This post is about handcrafting an atom package to highlight syntax of your language. We’ll walk through the whole process from scratch: creating package template, writing syntax rules, adding snippets for your language, and along the way, we discuss the workflow of developing Atom plugins and a mindset shift of the development in the web world.
Audience is whoever wants to write Atom packages. This post is mainly about writing syntax rules; It’s easy enough that it doesn’t require much knowledge about Atom. If you have no idea about selector (jQuery selectors), you will have no difficulty understanding this post, but may struggle on coming posts about writing Atom packages that provide interactive features.
A Brief Introduction to Pollen Grammar
We’ll work on one simple language called
- Pollen files normally have pm, pp, p as extension
- First line always starts with #lang pollen.
- Pollen uses tags to annotate text. Tags all start with command char ◊.

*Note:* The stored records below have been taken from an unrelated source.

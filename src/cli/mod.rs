//! CLI module for pokesocial.
//!
//! - Argument parsing
//! - Version display
//! - Read-only commands over the hosted backend
//!
//! # Usage
//!
//! ```ignore
//! use pokesocial::cli::{parse_args, run_cli_command};
//!
//! let command = parse_args(std::env::args());
//! let output = run_cli_command(command).await?;
//! print!("{}", output);
//! ```

pub mod args;
pub mod commands;
pub mod version;

pub use args::{parse_args, CliCommand, USAGE};
pub use version::{version_line, VERSION};

use std::sync::Arc;

use color_eyre::eyre::{eyre, Result, WrapErr};

use crate::adapters::rest::BackendClient;
use crate::config::BackendConfig;
use crate::models::UserIdentity;
use crate::session::SessionProvider;

/// Run a parsed command and return what to print.
pub async fn run_cli_command(command: CliCommand) -> Result<String> {
    match command {
        CliCommand::Version => Ok(format!("{}\n", version_line())),
        CliCommand::Help => Ok(format!("{}\n", USAGE)),
        CliCommand::Invalid(message) => Err(eyre!("{}\n\n{}", message, USAGE)),
        CliCommand::Pokedex { region, term } => {
            let client = connect()?;
            commands::pokedex(client, region.as_deref(), term.as_deref()).await
        }
        CliCommand::Feed => {
            let client = connect()?;
            commands::feed(client, None).await
        }
        CliCommand::Profile { email } => {
            let client = connect()?;
            let user = sign_in(&client, &email).await?;
            commands::profile(client, &user).await
        }
        CliCommand::Users { email } => {
            let client = connect()?;
            let user = sign_in(&client, &email).await?;
            commands::users(client, &user).await
        }
    }
}

fn connect() -> Result<Arc<BackendClient>> {
    let config = BackendConfig::from_env().wrap_err("Backend is not configured")?;
    Ok(Arc::new(BackendClient::from_config(&config)))
}

async fn sign_in(client: &Arc<BackendClient>, email: &str) -> Result<UserIdentity> {
    let password = rpassword::prompt_password("Password: ").wrap_err("Could not read password")?;
    let session = SessionProvider::new(client.clone());
    commands::sign_in(&session, email, &password).await
}
//! Remote read/write failures.

use thiserror::Error;

use super::category::ErrorCategory;

/// A row-store request failed.
#[derive(Debug, Clone, PartialEq, Error)]
pub enum QueryError {
    /// The backend could not be reached.
    #[error("Connection to data store failed: {message}")]
    Connection { message: String },

    /// The backend rejected the request.
    #[error("Query on '{table}' failed ({status}): {message}")]
    Status {
        table: String,
        status: u16,
        message: String,
    },

    /// A uniqueness constraint was violated.
    #[error("Duplicate row in '{table}': {message}")]
    Conflict { table: String, message: String },

    /// A single-row query matched nothing.
    #[error("No row found in '{table}'")]
    NotFound { table: String },

    /// Rows came back in a shape the client could not decode.
    #[error("Could not decode rows: {message}")]
    Decode { message: String },
}

impl QueryError {
    pub fn category(&self) -> ErrorCategory {
        match self {
            QueryError::Connection { .. } => ErrorCategory::Network,
            QueryError::Status { status: 401, .. } => ErrorCategory::Auth,
            QueryError::Status { .. } | QueryError::Conflict { .. } => ErrorCategory::Server,
            QueryError::NotFound { .. } | QueryError::Decode { .. } => ErrorCategory::Client,
        }
    }

    /// Get a user-friendly error message.
    pub fn user_message(&self) -> String {
        match self {
            QueryError::Connection { .. } => {
                "Unable to reach the server. Please check your internet connection.".to_string()
            }
            QueryError::Status { status, message, .. } => match *status {
                401 => "Your session has expired. Please sign in again.".to_string(),
                403 => "You don't have permission to do that.".to_string(),
                500..=599 => {
                    "The server is experiencing issues. Please try again later.".to_string()
                }
                _ => message.clone(),
            },
            QueryError::Conflict { .. } => "That change was already made.".to_string(),
            QueryError::NotFound { .. } => "The requested record was not found.".to_string(),
            QueryError::Decode { .. } => {
                "Received an invalid response from the server.".to_string()
            }
        }
    }

    /// Get a short error code for logging.
    pub fn error_code(&self) -> &'static str {
        match self {
            QueryError::Connection { .. } => "E_QUERY_CONN",
            QueryError::Status { .. } => "E_QUERY_STATUS",
            QueryError::Conflict { .. } => "E_QUERY_CONFLICT",
            QueryError::NotFound { .. } => "E_QUERY_NOT_FOUND",
            QueryError::Decode { .. } => "E_QUERY_DECODE",
        }
    }
}

impl From<serde_json::Error> for QueryError {
    fn from(err: serde_json::Error) -> Self {
        QueryError::Decode {
            message: err.to_string(),
        }
    }
}

impl From<reqwest::Error> for QueryError {
    fn from(err: reqwest::Error) -> Self {
        if err.is_decode() {
            QueryError::Decode {
                message: err.to_string(),
            }
        } else {
            QueryError::Connection {
                message: err.to_string(),
            }
        }
    }
}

- A tag may or may not enclose a piece of text. Tag uses braces to enclose text.
Here is an example:
◊ul{
◊li{First line always starts with ◊v{#lang pollen}.}
◊li{Pollen uses ◊em{tags} to annotate text. Tags all start with ◊em{command char} ◊v|{◊}|.}
◊li{A tag may or may not enclose a piece of text. Tag uses braces to enclose text.}
}
Note that
- Tags can be nested
- {} and |{}| and are both used to enclose text
Tools and Workflow
Atom provides command-line tool apm for developers. Before going into details, you should learn what apm can do by running
apm --help
apm help <command>
In this post, we’ll use apm init to generate a language package for Pollen and then install that package locally (for development).
apm init -l pollen
cd language-pollen
apm install --link
Now everything is in place.
The workflow is to have two windows open: one for source code editing, the other for visual test on a Pollen file. You reload only the testing window (Run Window: Reload in Command Palette) when you want the code to take effect.

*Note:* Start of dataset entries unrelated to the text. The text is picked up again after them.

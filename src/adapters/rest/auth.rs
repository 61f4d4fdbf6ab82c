//! Email/password auth over the backend's auth service (`/auth/v1`).

use async_trait::async_trait;
use serde::Deserialize;
use serde_json::json;

use super::client::{read_error, ApiErrorBody, BackendClient};
use crate::error::AuthError;
use crate::models::UserIdentity;
use crate::traits::AuthProvider;

/// Response of the password grant, and of sign-up when the project starts a
/// session immediately.
#[derive(Debug, Deserialize)]
struct SessionResponse {
    access_token: String,
    #[serde(default)]
    user: Option<UserIdentity>,
}

/// Sign-up answers either with a session or, when email confirmation is
/// required, with the bare user record.
#[derive(Debug, Deserialize)]
#[serde(untagged)]
enum SignUpResponse {
    Session(SessionResponse),
    User(UserIdentity),
}

fn api_error(status: u16, body: ApiErrorBody) -> AuthError {
    AuthError::Api {
        status,
        message: body.text(),
    }
}

fn is_invalid_grant(body: &ApiErrorBody) -> bool {
    body.error.as_deref() == Some("invalid_grant")
        || body.error_code.as_deref() == Some("invalid_credentials")
}

#[async_trait]
impl AuthProvider for BackendClient {
    async fn sign_up(&self, email: &str, password: &str) -> Result<UserIdentity, AuthError> {
        let request = self
            .http()
            .post(self.url("/auth/v1/signup"))
            .json(&json!({ "email": email, "password": password }));
        let response = self.anonymous(request).send().await?;

        if !response.status().is_success() {
            let (status, body) = read_error(response).await;
            return Err(match status {
                400 | 422 => AuthError::SignUpRejected {
                    message: body.text(),
                },
                _ => api_error(status, body),
            });
        }

        let text = response.text().await?;
        match serde_json::from_str::<SignUpResponse>(&text) {
            Ok(SignUpResponse::Session(session)) => {
                let user = session.user.ok_or(AuthError::MissingUser)?;
                // An existing session stays current; the new account signs
                // in explicitly.
                if self.session_token().await.is_none() {
                    self.set_session_token(Some(session.access_token)).await;
                    tracing::info!("Signed up {} with an active session", user.id);
                } else {
                    tracing::info!("Signed up {}; keeping the current session", user.id);
                }
                Ok(user)
            }
            Ok(SignUpResponse::User(user)) => {
                tracing::info!("Signed up {}", user.id);
                Ok(user)
            }
            Err(_) => Err(AuthError::MissingUser),
        }
    }

    async fn sign_in(&self, email: &str, password: &str) -> Result<UserIdentity, AuthError> {
        let request = self
            .http()
            .post(self.url("/auth/v1/token?grant_type=password"))
            .json(&json!({ "email": email, "password": password }));
        // The stored token is replaced only once the grant succeeds.
        let response = self.anonymous(request).send().await?;

        if !response.status().is_success() {
            let (status, body) = read_error(response).await;
            if status == 400 && is_invalid_grant(&body) {
                return Err(AuthError::InvalidCredentials);
            }
            return Err(api_error(status, body));
        }

        let session: SessionResponse = serde_json::from_str(&response.text().await?)?;
        let user = session.user.ok_or(AuthError::MissingUser)?;
        self.set_session_token(Some(session.access_token)).await;
        tracing::info!("Signed in as {}", user.id);
        Ok(user)
    }

    async fn sign_out(&self) -> Result<(), AuthError> {
        if self.session_token().await.is_none() {
            return Ok(());
        }
        let request = self.authorize(self.http().post(self.url("/auth/v1/logout"))).await;
        // The local session ends whatever the server says.
        self.set_session_token(None).await;
        let response = request.send().await?;

        let status = response.status().as_u16();
        if response.status().is_success() || status == 401 || status == 403 {
            tracing::info!("Signed out");
            return Ok(());
        }
        let (status, body) = read_error(response).await;
        Err(api_error(status, body))
    }

    async fn current_user(&self) -> Result<Option<UserIdentity>, AuthError> {
        if self.session_token().await.is_none() {
            return Ok(None);
        }
        let request = self.authorize(self.http().get(self.url("/auth/v1/user"))).await;
        let response = request.send().await?;

        let status = response.status().as_u16();
        if status == 401 || status == 403 {
            tracing::debug!("Session token rejected; treating as signed out");
            self.set_session_token(None).await;
            return Ok(None);
        }
        if !response.status().is_success() {
            let (status, body) = read_error(response).await;
            return Err(api_error(status, body));
        }

        let user: UserIdentity = serde_json::from_str(&response.text().await?)?;
        Ok(Some(user))
    }
}
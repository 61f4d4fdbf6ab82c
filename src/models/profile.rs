use chrono::{DateTime, NaiveDate, Utc};
use serde::{Deserialize, Serialize};

use super::deserialize_id;

/// A row of the `profiles` table. Keyed by the owning identity's id.
#[derive(Debug, Clone, PartialEq, Serialize, Deserialize)]
pub struct Profile {
    #[serde(deserialize_with = "deserialize_id")]
    pub id: String,
    pub first_name: String,
    #[serde(default)]
    pub middle_name: Option<String>,
    pub last_name: String,
    pub date_of_birth: NaiveDate,
    pub country: String,
    pub city: String,
    #[serde(default)]
    pub avatar_url: Option<String>,
    /// Elevated-access flag; grants the user listing.
    #[serde(default)]
    pub is_special: bool,
    #[serde(default)]
    pub created_at: Option<DateTime<Utc>>,
}

/// Insert payload for a freshly registered user's profile.
#[derive(Debug, Clone, PartialEq, Serialize)]
pub struct NewProfile {
    pub id: String,
    pub first_name: String,
    pub middle_name: Option<String>,
    pub last_name: String,
    pub date_of_birth: NaiveDate,
    pub country: String,
    pub city: String,
    pub is_special: bool,
}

Identify Pollen Source Code
Atom manual never mentions this, but Atom uses exacty what Textmates uses for defining language grammars. So the official reference for handcrafting a language package is
There are two ways to help Atom identify a language for a newly opened file: file extension and first line patterns.
Let’s edit language-pollen.cson in the grammars folder.
name: "Pollen"
scopeName: "source.pollen"
fileTypes: [
"pm",
"pp",
"ptree",
"p"
]
This configure lets Atom identify Pollen source using file extensions (listed in fileTypes). scopeName specifies a naming scope to use later. If this is not concrete enough, think of it as C++ namespace, Java Package. scopeName will be useful when we want our other packages to run only under a certain language.
Now reload our pollen file and see if Atom can identify it as Pollen source (bottom right cornor now is supposed to show “Pollen”).
Grammars
Now it’s the time to skim the reference.
From a quick skim, we know there are two language rules (patterns to match language components), and naming conventions. Even though you’ve gotten the official reference, I’d like to show you a few examples in the following subsections to speed up the learning process.
highlight invalid command char
In a pollen program, it’s quite often to have a dangling command char. Which of the two rules is efficient to highlight such command chars? match rule! Which name should we give it? If you scroll down the reference, you’ll see that among the 11 names, invalid.illegal is what we want.
{
match: "◊\\s+"
name: "invalid.illegal"
}
highlight command char
{
match: "◊[^\\s\\{\\}\\(\\)\\[\\]#\\|,\"]+"
captures: {
0: { name: 'entity.name.function.pollen' }
}
}
Is this good enough? Yes, for now. When we come to writing autocomplete plugin, we’ll revisit the syntax theme again, specifically all the name. Names are not just for styling, in JavaScript world, name is also for identification.
highlight multi-line comments
Here are two kinds of multiline comments:
◊;{ multiline comment }
◊;|{ multiline comment }|
Which of the two rules are we supposed to use? begin-end rule! Because we want to give all lines between the braces the same name. And which name to use? comment of course! Here we are
{
begin: "◊;\\{"
end: "\\}"
name: "comment.multiline.pollen"
}
If you tested a bit, you will see unbalanced brace matching for the following cases.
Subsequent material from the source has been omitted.